(YOUR OBJECTIVE) Wherever "warn" turns up in the entries, copy out the line that holds it.

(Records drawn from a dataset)
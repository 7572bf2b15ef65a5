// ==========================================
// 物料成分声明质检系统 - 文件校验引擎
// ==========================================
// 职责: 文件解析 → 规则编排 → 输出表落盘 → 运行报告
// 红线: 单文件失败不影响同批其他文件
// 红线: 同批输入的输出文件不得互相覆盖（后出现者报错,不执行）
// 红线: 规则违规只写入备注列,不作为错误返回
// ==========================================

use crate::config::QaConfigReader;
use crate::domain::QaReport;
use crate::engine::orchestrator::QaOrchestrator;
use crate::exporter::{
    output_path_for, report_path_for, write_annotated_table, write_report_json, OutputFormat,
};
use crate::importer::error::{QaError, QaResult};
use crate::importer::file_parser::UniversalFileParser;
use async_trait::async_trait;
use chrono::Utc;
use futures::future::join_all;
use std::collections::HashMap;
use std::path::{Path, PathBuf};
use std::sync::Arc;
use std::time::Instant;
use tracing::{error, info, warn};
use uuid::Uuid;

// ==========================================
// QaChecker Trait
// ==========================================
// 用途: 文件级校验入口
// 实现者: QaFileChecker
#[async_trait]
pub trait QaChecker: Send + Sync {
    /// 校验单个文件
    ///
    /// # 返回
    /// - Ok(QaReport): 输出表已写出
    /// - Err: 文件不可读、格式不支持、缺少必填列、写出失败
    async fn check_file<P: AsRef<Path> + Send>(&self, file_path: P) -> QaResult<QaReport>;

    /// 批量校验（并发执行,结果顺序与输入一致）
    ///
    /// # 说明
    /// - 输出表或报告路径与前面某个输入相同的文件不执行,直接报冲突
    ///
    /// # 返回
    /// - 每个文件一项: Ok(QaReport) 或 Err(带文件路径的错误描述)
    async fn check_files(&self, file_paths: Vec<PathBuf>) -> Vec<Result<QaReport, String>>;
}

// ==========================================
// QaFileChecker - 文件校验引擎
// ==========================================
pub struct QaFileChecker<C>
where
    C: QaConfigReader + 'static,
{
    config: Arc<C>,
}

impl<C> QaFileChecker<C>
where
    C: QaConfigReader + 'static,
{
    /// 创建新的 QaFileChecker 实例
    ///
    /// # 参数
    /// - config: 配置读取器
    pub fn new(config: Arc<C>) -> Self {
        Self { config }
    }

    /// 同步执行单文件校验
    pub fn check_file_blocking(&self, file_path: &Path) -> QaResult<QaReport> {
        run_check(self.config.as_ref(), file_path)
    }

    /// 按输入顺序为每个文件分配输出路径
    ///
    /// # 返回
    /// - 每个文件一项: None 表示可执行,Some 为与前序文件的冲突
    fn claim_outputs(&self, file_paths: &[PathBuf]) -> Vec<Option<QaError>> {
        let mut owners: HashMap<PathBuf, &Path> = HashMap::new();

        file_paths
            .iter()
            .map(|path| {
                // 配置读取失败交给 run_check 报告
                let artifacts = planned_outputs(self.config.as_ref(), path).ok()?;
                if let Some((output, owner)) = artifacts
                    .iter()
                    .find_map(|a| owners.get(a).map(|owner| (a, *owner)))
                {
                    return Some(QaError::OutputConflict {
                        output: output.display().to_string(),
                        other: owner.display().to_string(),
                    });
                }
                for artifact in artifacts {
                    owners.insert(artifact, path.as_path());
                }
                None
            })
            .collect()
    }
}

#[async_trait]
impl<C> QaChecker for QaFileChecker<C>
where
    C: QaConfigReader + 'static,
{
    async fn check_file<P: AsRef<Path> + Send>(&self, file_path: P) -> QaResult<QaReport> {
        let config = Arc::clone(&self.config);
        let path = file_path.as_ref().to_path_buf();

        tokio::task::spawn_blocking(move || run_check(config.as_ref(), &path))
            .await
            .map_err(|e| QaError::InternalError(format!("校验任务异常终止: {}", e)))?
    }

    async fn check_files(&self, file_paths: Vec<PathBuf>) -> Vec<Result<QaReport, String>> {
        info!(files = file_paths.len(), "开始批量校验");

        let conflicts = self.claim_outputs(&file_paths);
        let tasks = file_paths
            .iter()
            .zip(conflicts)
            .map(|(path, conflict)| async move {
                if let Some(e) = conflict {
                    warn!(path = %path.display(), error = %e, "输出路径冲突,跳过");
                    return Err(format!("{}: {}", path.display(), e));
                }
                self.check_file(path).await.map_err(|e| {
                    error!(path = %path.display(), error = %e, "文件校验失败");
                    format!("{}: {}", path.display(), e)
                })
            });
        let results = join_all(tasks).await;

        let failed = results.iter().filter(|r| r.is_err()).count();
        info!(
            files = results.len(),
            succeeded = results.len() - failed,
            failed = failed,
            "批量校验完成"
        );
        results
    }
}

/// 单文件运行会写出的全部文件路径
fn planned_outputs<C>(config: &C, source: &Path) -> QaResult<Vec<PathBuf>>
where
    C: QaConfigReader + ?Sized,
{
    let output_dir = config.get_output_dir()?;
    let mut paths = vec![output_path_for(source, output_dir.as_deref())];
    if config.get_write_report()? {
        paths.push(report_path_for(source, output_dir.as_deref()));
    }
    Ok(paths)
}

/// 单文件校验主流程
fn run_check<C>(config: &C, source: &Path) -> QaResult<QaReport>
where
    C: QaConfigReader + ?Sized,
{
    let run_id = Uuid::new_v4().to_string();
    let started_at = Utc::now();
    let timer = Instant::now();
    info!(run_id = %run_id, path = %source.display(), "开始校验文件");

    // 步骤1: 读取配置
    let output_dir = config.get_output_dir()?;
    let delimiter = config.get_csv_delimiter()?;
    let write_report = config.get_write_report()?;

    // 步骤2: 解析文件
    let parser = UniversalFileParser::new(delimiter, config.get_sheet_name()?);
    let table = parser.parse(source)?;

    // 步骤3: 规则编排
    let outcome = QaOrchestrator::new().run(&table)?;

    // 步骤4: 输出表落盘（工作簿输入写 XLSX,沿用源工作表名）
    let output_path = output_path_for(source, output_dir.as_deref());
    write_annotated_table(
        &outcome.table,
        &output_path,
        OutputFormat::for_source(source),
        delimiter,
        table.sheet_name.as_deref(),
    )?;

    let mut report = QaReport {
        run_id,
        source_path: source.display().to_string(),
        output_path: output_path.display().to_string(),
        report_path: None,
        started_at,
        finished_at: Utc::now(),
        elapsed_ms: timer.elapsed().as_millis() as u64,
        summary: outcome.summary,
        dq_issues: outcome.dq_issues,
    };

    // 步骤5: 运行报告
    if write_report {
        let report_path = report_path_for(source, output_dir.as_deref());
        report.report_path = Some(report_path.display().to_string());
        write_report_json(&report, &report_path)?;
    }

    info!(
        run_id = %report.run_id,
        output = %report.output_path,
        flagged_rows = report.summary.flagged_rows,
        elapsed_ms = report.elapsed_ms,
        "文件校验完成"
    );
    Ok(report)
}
...
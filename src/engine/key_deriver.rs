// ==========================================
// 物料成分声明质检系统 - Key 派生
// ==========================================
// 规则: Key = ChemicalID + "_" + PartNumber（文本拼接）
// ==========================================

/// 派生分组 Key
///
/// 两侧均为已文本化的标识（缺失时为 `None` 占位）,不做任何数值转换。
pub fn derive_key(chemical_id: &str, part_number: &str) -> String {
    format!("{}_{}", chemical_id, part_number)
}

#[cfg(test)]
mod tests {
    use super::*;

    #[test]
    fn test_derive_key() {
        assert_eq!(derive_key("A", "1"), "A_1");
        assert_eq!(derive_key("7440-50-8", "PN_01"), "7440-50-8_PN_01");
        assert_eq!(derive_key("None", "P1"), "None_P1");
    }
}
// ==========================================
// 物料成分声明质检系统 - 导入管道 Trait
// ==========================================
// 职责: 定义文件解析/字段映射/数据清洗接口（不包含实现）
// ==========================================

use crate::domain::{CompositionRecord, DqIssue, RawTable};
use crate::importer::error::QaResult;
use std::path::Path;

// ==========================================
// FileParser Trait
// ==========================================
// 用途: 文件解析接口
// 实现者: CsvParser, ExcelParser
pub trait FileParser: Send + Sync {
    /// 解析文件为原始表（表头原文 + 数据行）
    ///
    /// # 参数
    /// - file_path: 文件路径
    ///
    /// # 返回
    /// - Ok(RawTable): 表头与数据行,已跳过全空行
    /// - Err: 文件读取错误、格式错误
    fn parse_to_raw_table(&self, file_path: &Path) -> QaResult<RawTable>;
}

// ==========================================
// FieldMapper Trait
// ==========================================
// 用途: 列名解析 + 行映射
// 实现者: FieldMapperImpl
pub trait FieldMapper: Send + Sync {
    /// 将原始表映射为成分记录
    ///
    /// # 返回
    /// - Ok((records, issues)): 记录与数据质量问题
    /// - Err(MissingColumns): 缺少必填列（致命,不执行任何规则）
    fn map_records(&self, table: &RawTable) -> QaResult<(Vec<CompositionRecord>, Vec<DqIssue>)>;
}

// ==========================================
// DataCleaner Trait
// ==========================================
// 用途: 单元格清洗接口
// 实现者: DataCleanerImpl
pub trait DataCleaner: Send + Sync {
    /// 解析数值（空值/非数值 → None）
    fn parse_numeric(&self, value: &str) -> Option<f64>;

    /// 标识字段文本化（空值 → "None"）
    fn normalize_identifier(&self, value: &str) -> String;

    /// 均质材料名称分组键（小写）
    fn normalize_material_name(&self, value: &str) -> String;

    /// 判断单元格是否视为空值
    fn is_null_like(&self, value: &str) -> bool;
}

(RESPONSE AREA)
use tracing::{error, info, warn};
                    warn!(path = %path.display(), error = %e, "输出路径冲突,跳过");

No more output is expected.